La violación es sin duda un delito abominable. En él una persona, generalmente de sexo femenino, es sometida por otra u otras con la finalidad de sostener relaciones sexuales. Su característica principal es la violencia: la víctima no consiente la intimidad con su victimario.
Es muy difícil en estos casos establecer una sanción para el agresor que satisfaga todos los requerimientos de la persona ultrajada. Curiosamente, los códigos penales inspirados en el de Zanardelli señalan que la violación no es un delito contra las personas sino contra la moral y las buenas costumbres, lo cual permite suponer que en tales normas el legislador intentaba defender un bien jurídico diferente al de la integridad de los individuos, por una parte, y por la otra que el delito en sí mismo no era tan reprochado como podía serlo por ejemplo el de adulterio.
En su obra clásica, Cesare Beccaria señalaba que la pena debía ser proporcional a la gravedad del delito cometido. Lo hacía por una razón meramente pragmática: “Si una pena igual está establecida para dos delitos que ofenden desigualmente a la sociedad, los hombres no encontrarán un más fuerte obstáculo para cometer el mayor delito si encuentran unido a él un beneficio mayor”. Es el caso típico del secuestro, que en ocasiones es sancionado con penas de prisión menores que las de los delitos como robo.
Esto nos puede dar algunos indicios de lo que es menester en casos de violación. Pero el derecho penal moderno y la criminología han establecido que la pena no sólo tiene un carácter disuasivo, que podríamos llamar de prevención general de los delitos. Esta también debe buscar la corrección de la conducta que generó el daño, así como la retribución en lo posible de las pérdidas y sufrimientos que ha padecido la víctima.
Para lograr esta combinación de propósitos, en los casos de violación se requiere de creatividad. Las opiniones generales actualmente señalan que un violador debería ser condenado a la pena capital o a pasar un largo período tras las rejas –si es posible toda su vida-. Estas serían las salidas más fáciles, aunque no necesariamente las más justas. La eliminación física del condenado podría retribuir a la víctima en lo moral, pero nada más. De otra parte, una cadena perpetua podría ser muy gravosa desde el punto de vista social.

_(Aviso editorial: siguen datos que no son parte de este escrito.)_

use std::fmt;

/// One of the three pipeline stages. Used to name queue files
/// (`<stage>_queue.json`), current-item files (`current_<stage>.json`),
/// and HTTP lifecycle routes (`/api/start_<stage>`).
#[derive(Debug, Clone, Copy, PartialEq, Eq, Hash)]
pub enum Stage {
    Decision,
    Aging,
    Download,
}

impl Stage {
    pub const ALL: [Stage; 3] = [Stage::Decision, Stage::Aging, Stage::Download];

    pub fn as_str(self) -> &'static str {
        match self {
            Stage::Decision => "decision",
            Stage::Aging => "aging",
            Stage::Download => "download",
        }
    }
}

impl fmt::Display for Stage {
    fn fmt(&self, f: &mut fmt::Formatter<'_>) -> fmt::Result {
        f.write_str(self.as_str())
    }
}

Cada expediente de violación debe ser analizado cuidadosamente. Las cifras levantadas por el Buró de Estadísticas de la Justicia de Estados Unidos señalan que en 3 de cada 4 casos la víctima y el victimario se conocían antes de cometerse el delito; que el 60% de los casos suceden en el entorno doméstico, es decir en la casa o muy cerca de ella; que en más de 9 de cada 10 casos la violación es cometida por un hombre, y que más de la mitad de las víctimas son mujeres con edades inferiores a los 17 años (Instituto Nacional de Justicia, 1998). Del otro lado, quienes cometen violación rara vez la perciben como tal, sino como la consecuencia lógica de una relación.
En este contexto podríamos señalar que el violador debe ser penado mediante un concurso de sanciones, acordes con la gravedad del caso. Las penas corporales son las aplicadas con más frecuencia, en parte porque los antiguos códigos así lo disponían en forma taxativa.

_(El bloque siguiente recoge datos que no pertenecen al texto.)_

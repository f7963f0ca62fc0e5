use std::collections::HashMap;
use std::sync::LazyLock;

use cfwai_model::{EpisodeMatch, EpisodeRecord};
use regex::Regex;

use crate::date::date_distance_days;
use crate::normalize::{normalize, tokenize};
use crate::token_ratio::token_set_ratio;

const MONITORED_BONUS_THRESHOLD: i64 = 70;

/// Ordered season/episode extraction cascade. Earlier patterns are tried
/// first; `original_source/matcher.py::extract_episode_hint` tries them in
/// exactly this order so e.g. `"S2E3"` is never mistakenly read by the
/// bare `"Episode 3"` pattern.
static PATTERNS: LazyLock<Vec<Regex>> = LazyLock::new(|| {
    vec![
        Regex::new(r"(?i)s(\d+)e(\d+)").unwrap(),
        Regex::new(r"(?i)season\D*(\d+)\D+episode\D*(\d+)").unwrap(),
        Regex::new(r"(?i)s(\d+)\D+ep(?:isode)?\D*(\d+)").unwrap(),
        Regex::new(r"(?i)episode\D*(\d+)").unwrap(),
        Regex::new(r"(?i)ep\D*(\d+)").unwrap(),
    ]
});

/// Returns `(season, episode)`, using `-1` for an unparsed field —
/// matching the source's sentinel rather than introducing an `Option`
/// pair that would lose the "episode-only" case's distinct shape.
fn extract_episode_hint(title: &str) -> (i64, i64) {
    for pattern in PATTERNS.iter() {
        if let Some(caps) = pattern.captures(title) {
            let groups: Vec<i64> = caps
                .iter()
                .skip(1)
                .flatten()
                .filter_map(|m| m.as_str().parse::<i64>().ok())
                .collect();
            if groups.len() == 2 {
                return (groups[0], groups[1]);
            } else if groups.len() == 1 {
                // The bare "Episode N" / "Ep N" patterns only capture episode.
                return (-1, groups[0]);
            }
        }
    }
    (-1, -1)
}

fn build_token_frequencies(candidates: &[EpisodeRecord]) -> HashMap<String, u32> {
    let mut freq = HashMap::new();
    for candidate in candidates {
        for token in tokenize(&candidate.title) {
            *freq.entry(token).or_insert(0) += 1;
        }
    }
    freq
}

fn weighted_overlap(
    input_tokens: &std::collections::BTreeSet<String>,
    candidate_tokens: &std::collections::BTreeSet<String>,
    freq: &HashMap<String, u32>,
) -> f64 {
    if candidate_tokens.is_empty() {
        return 0.0;
    }
    let mut total_weight = 0.0;
    let mut overlap_weight = 0.0;
    for token in candidate_tokens {
        let weight = 1.0 / *freq.get(token).unwrap_or(&1) as f64;
        total_weight += weight;
        if input_tokens.contains(token) {
            overlap_weight += weight;
        }
    }
    if total_weight > 0.0 {
        overlap_weight / total_weight
    } else {
        0.0
    }
}

struct Scored {
    score: i64,
    reason: String,
}

fn score_candidate(
    main_title: &str,
    season: i64,
    episode: i64,
    candidate: &EpisodeRecord,
    freq: &HashMap<String, u32>,
) -> Scored {
    let mut score: i64 = 0;
    let mut reasons = Vec::new();

    if season != -1 && episode != -1 {
        if candidate.season == season && candidate.episode == episode {
            score += 50;
            reasons.push("season/episode exact match".to_string());
        } else {
            reasons.push("season/episode mismatch".to_string());
        }
    }

    let input_tokens = tokenize(main_title);
    let candidate_tokens = tokenize(&candidate.title);

    let token_score = token_set_ratio(main_title, &candidate.title);
    let recall = weighted_overlap(&input_tokens, &candidate_tokens, freq);

    score += (token_score * 0.30) as i64;
    score += (recall * 70.0) as i64;

    let missed = input_tokens.difference(&candidate_tokens).count() as i64;
    let missed_penalty = missed * 5;
    score -= missed_penalty;
    reasons.push(format!("missed tokens: {missed} (-{missed_penalty})"));

    let extra = candidate_tokens.difference(&input_tokens).count() as i64;
    let extra_penalty = (extra as f64 * 2.5) as i64;
    score -= extra_penalty;
    reasons.push(format!("extra tokens: {extra} (-{extra_penalty})"));

    reasons.push(format!("token set similarity: {}%", token_score.round() as i64));
    reasons.push(format!("weighted keyword recall: {}%", (recall * 100.0).round() as i64));

    Scored { score, reason: reasons.join("; ") }
}

/// Score `input` + `airdate` against every episode in `candidates` and
/// return the best match, per spec §4.2's episode match formula. All
/// string fields are normalized (lowercase, alphanumeric-only) before
/// scoring; `candidates` is expected to already be the flattened episode
/// pool for the series under consideration (built by the caller from the
/// library adapter's `list_episodes`).
pub fn episode_match(input: &str, airdate: &str, candidates: &[EpisodeRecord]) -> EpisodeMatch {
    if candidates.is_empty() {
        return EpisodeMatch::no_candidates(input);
    }

    let cleaned_title = normalize(input);
    let freq = build_token_frequencies(candidates);
    let (season, episode) = extract_episode_hint(&cleaned_title);

    let mut best: Option<(EpisodeMatch, &EpisodeRecord)> = None;
    let mut best_score = i64::MIN;

    for candidate in candidates {
        let normalized_candidate = EpisodeRecord {
            title: normalize(&candidate.title),
            ..candidate.clone()
        };
        let scored = score_candidate(&cleaned_title, season, episode, &normalized_candidate, &freq);
        let mut score = scored.score;
        let mut reason = scored.reason;

        if let Some(episode_date) = candidate.air_date.as_deref().filter(|d| !d.is_empty()) {
            let gap = date_distance_days(airdate, episode_date);
            if gap >= 0 {
                let bonus = (50.0 - (gap as f64 * 25.0)).max(0.0);
                score += bonus as i64;
                reason.push_str(&format!("; date_gap={gap}d (bonus={bonus:.2})"));
            } else {
                reason.push_str("; no airdate match");
            }
        }

        if score > MONITORED_BONUS_THRESHOLD && candidate.monitored {
            score += 1;
        }

        if score > best_score {
            best_score = score;
            best = Some((
                EpisodeMatch {
                    input: input.to_string(),
                    matched_show: Some(candidate.series.clone()),
                    matched_series_id: Some(candidate.series_id.clone()),
                    season: Some(candidate.season),
                    episode: Some(candidate.episode),
                    episode_title: Some(candidate.title.clone()),
                    episode_orig_title: Some(candidate.title.clone()),
                    score,
                    reason,
                    full_match: Some(candidate.clone()),
                },
                candidate,
            ));
        }
    }

    best.expect("candidates is non-empty").0
}

#[cfg(test)]
mod tests {
    use super::*;

    fn episode(series_id: &str, season: i64, episode: i64, title: &str, air_date: Option<&str>, monitored: bool, has_file: bool) -> EpisodeRecord {
        EpisodeRecord {
            series: "Jet Lag: The Game".to_string(),
            series_id: series_id.to_string(),
            season,
            episode,
            title: title.to_string(),
            air_date: air_date.map(str::to_string),
            episode_id: 1,
            has_file,
            monitored,
        }
    }

    #[test]
    fn season_episode_hint_and_date_proximity_both_contribute() {
        let candidates = vec![episode("42", 9, 2, "We Played Hide And Seek Across NYC", Some("2025-04-26"), true, false)];
        let m = episode_match(
            "jet lag the game ep 2 we played hide and seek across nyc",
            "20250427",
            &candidates,
        );
        assert!(m.score >= 70, "expected score >= 70, got {}", m.score);
        assert_eq!(m.season, Some(9));
        assert_eq!(m.episode, Some(2));
    }

    #[test]
    fn empty_candidates_yields_no_candidates_sentinel() {
        let m = episode_match("anything", "20250101", &[]);
        assert_eq!(m.score, -1);
    }

    #[test]
    fn extract_hint_recognizes_all_cascade_forms() {
        assert_eq!(extract_episode_hint("s2e3"), (2, 3));
        assert_eq!(extract_episode_hint("season 2 episode 3"), (2, 3));
        assert_eq!(extract_episode_hint("s2 ep3"), (2, 3));
        assert_eq!(extract_episode_hint("episode 3"), (-1, 3));
        assert_eq!(extract_episode_hint("ep3"), (-1, 3));
        assert_eq!(extract_episode_hint("no hints here"), (-1, -1));
    }

    #[test]
    fn unmatched_episode_gets_no_monitored_bonus() {
        let candidates = vec![episode("1", 1, 1, "Totally Unrelated", None, true, false)];
        let m = episode_match("nothing like it at all zzz", "20250101", &candidates);
        assert!(m.score <= MONITORED_BONUS_THRESHOLD);
    }
}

No obstante, el desarrollo de la ciencia ha permitido la elaboración de fármacos que inhiben los deseos sexuales. Esto ha sido llamado “castración química”. En teoría, esta modalidad atacaría un importante factor originador del delito al tiempo que permitiría al victimario una retribución del daño causado por la vía de la indemnización. Esto, sin embargo, debe ser acompañado de otras medidas como la de impedir el contacto entre las personas involucradas en el caso y la asignación de un programa de tratamiento psicológico o psiquiátrico para todas las partes.
En los casos de violación la creatividad de las sanciones no está reñida con la justicia.